Now the 5th is commonly omitted since it really gives the least amount of info about the harmony so we don’t need the D. As to the B and F#, well, chances are someone else will play them, or they’ll be part of a melodic figure or something.
Thank You by Zep is a perfect example.
The bass is D, C, G. It’s a very clear I, bVII, IV progression. The little melodic motive that repeats on each chord has the notes E, F#, G.
You can analyze this in a number of ways (and admittedly thinking of the 2nd chord as a C with a #11 is probably not the best way to go. Remember, my earlier post in response to Jeladin was simply answering if if it would sound OK to add a #11 on the bVII). And there really is no perfect way to analyze it that I can think of offhand which is both accurate and reflects the simplicity of it. After reading this thread I’d probably just say “double plagal in D” and then treat the melody as something separate.

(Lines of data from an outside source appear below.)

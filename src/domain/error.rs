//! Domain validation errors for core domain types.
//!
//! These errors are returned when parsing or constructing domain values from
//! untrusted input (config files, CLI arguments, database rows).
//!
//! # Examples
//!
//! ```
//! use rebalance_keeper::domain::error::DomainError;
//! use rebalance_keeper::domain::target::TargetKind;
//!
//! let result: Result<TargetKind, DomainError> = "vault".parse();
//! assert!(matches!(result, Err(DomainError::UnknownTargetKind { .. })));
//! ```

use thiserror::Error;

/// Errors that occur when domain invariants are violated.
#[derive(Error, Debug, Clone, PartialEq, Eq)]
pub enum DomainError {
    /// Target kind string is not one of the supported kinds.
    #[error("unknown target kind '{value}' (expected 'user' or 'market')")]
    UnknownTargetKind {
        /// The value that failed to parse.
        value: String,
    },

    /// Target identifier is empty.
    #[error("target id cannot be empty")]
    EmptyTargetId,

    /// User targets must be identified by a 20-byte hex address.
    #[error("'{value}' is not a valid wallet address")]
    InvalidAddress {
        /// The value that failed validation.
        value: String,
    },

    /// Market targets must be identified by a non-negative integer.
    #[error("'{value}' is not a valid market id")]
    InvalidMarketId {
        /// The value that failed validation.
        value: String,
    },
}
//! Builders for domain primitives used across tests.

use chrono::{Duration, Utc};
use rust_decimal::Decimal;

use crate::domain::snapshot::{DelegationConfig, MarketStatus, RiskProfile};
use crate::domain::target::{RebalanceTarget, TargetKind};

/// Deterministic user address `0x000...0{n}`.
pub fn user_address(n: u64) -> String {
    format!("0x{n:040x}")
}

/// Enabled user-delegation target for [`user_address`]`(n)`.
pub fn user_target(n: u64) -> RebalanceTarget {
    RebalanceTarget::new(user_address(n), TargetKind::UserDelegation)
}

/// Enabled market-vault target.
pub fn market_target(id: u64) -> RebalanceTarget {
    RebalanceTarget::new(id.to_string(), TargetKind::MarketVault)
}

/// On-chain delegation with auto-rebalance on.
pub fn delegation(amount: Decimal) -> DelegationConfig {
    DelegationConfig {
        enabled: true,
        risk_profile: RiskProfile::Medium,
        deposited_amount: amount,
    }
}

/// On-chain delegation with auto-rebalance off.
pub fn disabled_delegation(amount: Decimal) -> DelegationConfig {
    DelegationConfig {
        enabled: false,
        ..delegation(amount)
    }
}

/// Active market ending a day from now.
pub fn open_market(balance: Decimal) -> MarketStatus {
    MarketStatus {
        active: true,
        resolved: false,
        end_time: Utc::now() + Duration::days(1),
        vault_balance: balance,
    }
}

pub fn resolved_market(balance: Decimal) -> MarketStatus {
    MarketStatus {
        resolved: true,
        ..open_market(balance)
    }
}

/// Fake 32-byte transaction hash.
pub fn tx_hash(n: u64) -> String {
    format!("0x{n:064x}")
}
//! Pass history port.

use async_trait::async_trait;

use crate::domain::pass::RebalancePass;
use crate::error::Result;

/// Persists finished passes for later inspection.
#[async_trait]
pub trait PassRecorder: Send + Sync {
    /// Store a finished pass with all of its outcomes.
    ///
    /// # Errors
    ///
    /// Returns an error if the pass could not be written. The scheduler logs
    /// it and moves on.
    async fn record(&self, pass: &RebalancePass) -> Result<()>;

    /// Most recent passes, newest first.
    ///
    /// # Errors
    ///
    /// Returns an error if the history cannot be read.
    async fn recent(&self, limit: usize) -> Result<Vec<RebalancePass>>;
}
//! Keeper lifecycle: long-running scheduler, one-shot passes and health
//! reporting.

pub mod health;
pub mod runtime;

pub use health::{health_check, HealthCheck, HealthReport, HealthStatus};
pub use runtime::{run, run_once, run_scheduler, run_with_shutdown};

If Paige kept the A in there throughout (3rd string, 2nd fret), thus keeping the entire D chord intact and just changing the bass note, it would be easy to write it as D, D7/C (or even just D/C), D/G, and it wouldn’t sound very different. But that would be a lot harder to play on the guitar so the A becomes an open G for the C and G chords.
You can think of it as D, Cadd9, Gmaj7, and this is probably the best way to write it since in the sheet music you have the melody written in. In fact, forget what I said earlier about there being no perfect way. This is the one I think.
But you could also include the melody notes in your harmonic analysis and so the C chord could very well be analyzed as a Cmaj9(#11). The major 7th is missing, but it’s there theoretically, since you know what key/mode you’re in (G/D mixo).